Régulièrement, lors de ces pèlerinages, il arrive que, le silence aidant, tout ce qui est immobile et silencieux disparaisse. A commencer par les murs des bâtiments, la chaussée et tous les autres obstacles entravant l'horizon. Les murs disparus, restent des planchers ouverts aux quatre vents, et le mobilier des appartements. Cependant ceux-ci, vides de sens, s’évanouissent bientôt à leur tour. Ne restent alors plus que les corps des hommes et des femmes vivants autour, flottants dans l'air. Celui-ci allongé dans les airs, dormant, celui-là en position assise fixant une télévision maintenant disparue, enfin tels autres en train de faire l'amour, se lavant, etc. La majorité dort. Dans ces instants rien n'importe plus que les êtres. Mes semblables, nos semblables. A la nuit tombée, et dégagés des différences conjoncturelles, nous sommes identiques, égaux et seuls face au questions qui nous hantent tous. Ces questions, que je n'ai pas fini d'identifier, nous rapprochent. Dès lors cette nouvelle proximité, cette similitude, si bien dissimulée à la lumière du jour, peut entrainer une envie de communication immédiate et absolue. A tel point qu'il est parfois difficile de ne pas entrer et de s'approcher pour mettre en commun nos savoirs issus d'une telle diversité sociale et culturelle. Cette fois débarrassées de leurs corps ne restent plus que des consciences soumises aux mêmes instincts et aux mêmes questions. La ville ainsi perçue ressemble à s'y méprendre à certaines représentations du paradis et de l'enfer. Des âmes réunies dans un même endroit, débarrassées de toute préoccupation immédiate, prêtes à une communication universelle. Cela ressemble au paradis lorsque le regard porté est bienveillant et euphorique, à l'enfer quand celui-ci est malveillant ou déprimé. La seule interaction imaginable en état d'euphorie est de communiquer cette euphorie, la seule interaction imaginable en état dépressif est de communiquer cette dépression. L'interaction entre les êtres me semble aujourd'hui le seul observable pertinent. Longtemps j'ai chéri l'image de l'ermite, éprouvant un respect mêlé de peur pour cet homme qui s'isole pour trouver en lui-même un aboutissement.
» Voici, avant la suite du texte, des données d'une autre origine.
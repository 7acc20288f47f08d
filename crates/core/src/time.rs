use chrono::{DateTime, Duration, Utc};

/// A simple clock abstraction for deterministic time in services and tests.
#[derive(Debug, Clone, Copy, Default)]
pub enum Clock {
    #[default]
    Default,
    Fixed(DateTime<Utc>),
}

impl Clock {
    /// Returns a clock that uses the current system time.
    #[must_use]
    pub fn default_clock() -> Self {
        Self::Default
    }

    /// Returns a clock fixed at the given timestamp.
    #[must_use]
    pub fn fixed(at: DateTime<Utc>) -> Self {
        Self::Fixed(at)
    }

    /// Returns the current time according to the clock.
    #[must_use]
    pub fn now(&self) -> DateTime<Utc> {
        match self {
            Clock::Default => Utc::now(),
            Clock::Fixed(t) => *t,
        }
    }

    /// If this is a fixed clock, advance it by the given duration.
    ///
    /// Has no effect on `Clock::Default`.
    pub fn advance(&mut self, delta: Duration) {
        if let Clock::Fixed(t) = self {
            *t += delta;
        }
    }

    /// Returns true if this clock is fixed.
    #[must_use]
    pub fn is_fixed(&self) -> bool {
        matches!(self, Clock::Fixed(_))
    }
}

/// Deterministic timestamp for tests and examples (2024-06-01T00:00:00Z).
pub const FIXED_TEST_TIMESTAMP: i64 = 1_717_200_000;

/// Returns a deterministic `DateTime<Utc>` for tests and doc examples.
///
/// # Panics
///
/// Panics if the fixed timestamp cannot be represented.
#[must_use]
pub fn fixed_now() -> DateTime<Utc> {
    DateTime::<Utc>::from_timestamp(FIXED_TEST_TIMESTAMP, 0)
        .expect("fixed timestamp should be valid")
}

/// Returns a `Clock` fixed at the deterministic test timestamp.
#[must_use]
pub fn fixed_clock() -> Clock {
    Clock::fixed(fixed_now())
}
#![forbid(unsafe_code)]

//! Registry behaviour switches.
//!
//! The defaults reproduce the classic settings-panel behaviour: live edits
//! are mirrored to the store immediately, keys missing from the store are
//! seeded from the live object, and `apply_settings` re-persists every key.
//!
//! With feature `config-file`, a [`RegistryConfig`] can be read from TOML
//! or JSON. Unknown fields are rejected and missing fields take their
//! defaults:
//!
//! ```toml
//! write_through = false
//! persist_unchanged_on_apply = false
//! ```

#[cfg(feature = "config-file")]
use std::path::{Path, PathBuf};

#[derive(Debug, Clone, Copy, PartialEq, Eq)]
#[cfg_attr(
    feature = "config-file",
    derive(serde::Serialize, serde::Deserialize),
    serde(default, deny_unknown_fields)
)]
pub struct RegistryConfig {
    /// Write each live edit to the store as soon as it is observed. When
    /// off, the store only changes on register, apply and reset.
    pub write_through: bool,
    /// Write the live value into the store for keys it does not hold yet.
    pub seed_store: bool,
    /// Re-persist clean keys on `apply_settings`, not just dirty ones.
    pub persist_unchanged_on_apply: bool,
}

impl Default for RegistryConfig {
    fn default() -> Self {
        Self {
            write_through: true,
            seed_store: true,
            persist_unchanged_on_apply: true,
        }
    }
}

impl RegistryConfig {
    #[must_use]
    pub fn with_write_through(mut self, on: bool) -> Self {
        self.write_through = on;
        self
    }

    #[must_use]
    pub fn with_seed_store(mut self, on: bool) -> Self {
        self.seed_store = on;
        self
    }

    #[must_use]
    pub fn with_persist_unchanged_on_apply(mut self, on: bool) -> Self {
        self.persist_unchanged_on_apply = on;
        self
    }
}

/// Failure to load a [`RegistryConfig`].
#[cfg(feature = "config-file")]
#[derive(Debug, thiserror::Error)]
pub enum ConfigError {
    #[error("failed to read config {path}: {source}")]
    Io {
        path: PathBuf,
        #[source]
        source: std::io::Error,
    },

    #[error("invalid TOML config: {0}")]
    Toml(#[from] toml::de::Error),

    #[error("invalid JSON config: {0}")]
    Json(#[from] serde_json::Error),

    #[error("unsupported config format for {path} (expected .toml or .json)")]
    UnsupportedFormat { path: PathBuf },
}

#[cfg(feature = "config-file")]
impl RegistryConfig {
    pub fn from_toml_str(input: &str) -> Result<Self, ConfigError> {
        Ok(toml::from_str(input)?)
    }

    pub fn from_json_str(input: &str) -> Result<Self, ConfigError> {
        Ok(serde_json::from_str(input)?)
    }

    /// Load from a `.toml` or `.json` file, chosen by extension.
    pub fn load(path: impl AsRef<Path>) -> Result<Self, ConfigError> {
        let path = path.as_ref();
        let format = path
            .extension()
            .and_then(|ext| ext.to_str())
            .map(str::to_ascii_lowercase);
        let read = || {
            std::fs::read_to_string(path).map_err(|source| ConfigError::Io {
                path: path.to_path_buf(),
                source,
            })
        };
        let config = match format.as_deref() {
            Some("toml") => Self::from_toml_str(&read()?)?,
            Some("json") => Self::from_json_str(&read()?)?,
            _ => {
                return Err(ConfigError::UnsupportedFormat {
                    path: path.to_path_buf(),
                });
            }
        };
        tracing::debug!(
            message = "settings.config_loaded",
            path = %path.display(),
            write_through = config.write_through,
            seed_store = config.seed_store,
            persist_unchanged_on_apply = config.persist_unchanged_on_apply
        );
        Ok(config)
    }
}

#[cfg(test)]
mod tests {
    use super::*;

    #[test]
    fn defaults_are_all_on() {
        let config = RegistryConfig::default();
        assert!(config.write_through);
        assert!(config.seed_store);
        assert!(config.persist_unchanged_on_apply);
    }

    #[test]
    fn builder_toggles_fields() {
        let config = RegistryConfig::default()
            .with_write_through(false)
            .with_seed_store(false);
        assert!(!config.write_through);
        assert!(!config.seed_store);
        assert!(config.persist_unchanged_on_apply);
    }

    #[cfg(feature = "config-file")]
    mod file {
        use super::super::*;
        use std::io::Write;

        #[test]
        fn toml_missing_fields_default() {
            let config = RegistryConfig::from_toml_str("write_through = false\n").unwrap();
            assert_eq!(config, RegistryConfig::default().with_write_through(false));
        }

        #[test]
        fn toml_rejects_unknown_fields() {
            let err = RegistryConfig::from_toml_str("autosave = true\n").unwrap_err();
            assert!(matches!(err, ConfigError::Toml(_)));
        }

        #[test]
        fn json_parses() {
            let config =
                RegistryConfig::from_json_str(r#"{"persist_unchanged_on_apply": false}"#).unwrap();
            assert!(!config.persist_unchanged_on_apply);
            assert!(config.write_through);
        }

        #[test]
        fn load_picks_format_by_extension() {
            let dir = tempfile::tempdir().unwrap();
            let path = dir.path().join("registry.toml");
            let mut file = std::fs::File::create(&path).unwrap();
            writeln!(file, "seed_store = false").unwrap();
            drop(file);

            let config = RegistryConfig::load(&path).unwrap();
            assert!(!config.seed_store);
        }

        #[test]
        fn load_rejects_unknown_extension() {
            let err = RegistryConfig::load("registry.yaml").unwrap_err();
            assert!(matches!(err, ConfigError::UnsupportedFormat { .. }));
        }

        #[test]
        fn load_reports_missing_file() {
            let dir = tempfile::tempdir().unwrap();
            let err = RegistryConfig::load(dir.path().join("absent.json")).unwrap_err();
            assert!(matches!(err, ConfigError::Io { .. }));
            assert!(err.to_string().starts_with("failed to read config"));
        }
    }
}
Je pensais donc que c'est en soi que se trouvent les réponses:
Puis l'idée d'interaction est survenue sous une première forme, la communication entre deux êtres mais avec une intériorité préalable:
Finalement, avec ces sorties nocturnes et à la lecture de divers textes j'en suis venu à une nouvelle manière (pour moi) d'envisager les choses. c'est-à-dire la négation de toute intériorité, ou du moins de sa valeur. la seule chose important réellement est l'interaction entre les personnes. Sartre écrivait "le faire c'est l'être" impliquant par là que toute idée d’intériorité était secondaire, et même que l'action précède l'être. Autrement dit ce n'est pas parce que je pense d'une telle manière que j'agis de telle sorte, mais plutôt c'est parce que j'agis de la sorte que je deviens telle personne. L'être ne précède plus l'acte, au contraire l'acte crée l'être. Nos actes ne sont plus le reflet de qui nous sommes, ce sont eux qui construisent qui nous sommes.
Dernier schéma:
Sans deux êtres plus de communication, plus d'interaction, plus d'être. On peut penser au cas des détenus enfermés en cellule d'isolement. Livrés à eux-mêmes, au néant, à la folie. On peut aussi penser au prologue de l'évangile selon Saint Jean:
Au commencement était le Verbe
Longtemps j'ai pensé que le Verbe était le moyen par lequel Dieu avait crée quelque chose de neuf issu de son intériorité, de sa préexistence. Maintenant j'envisage une nouvelle manière de voir les choses. Le Verbe (la parole liée à l'action) serait l'interaction. Le principe divin serait donc la mise en relation d’éléments pour inventer. Dans cette façon de voir les choses l'ermite devient un idiot qui à vouloir trouver ne contribue qu'à s'anéantir.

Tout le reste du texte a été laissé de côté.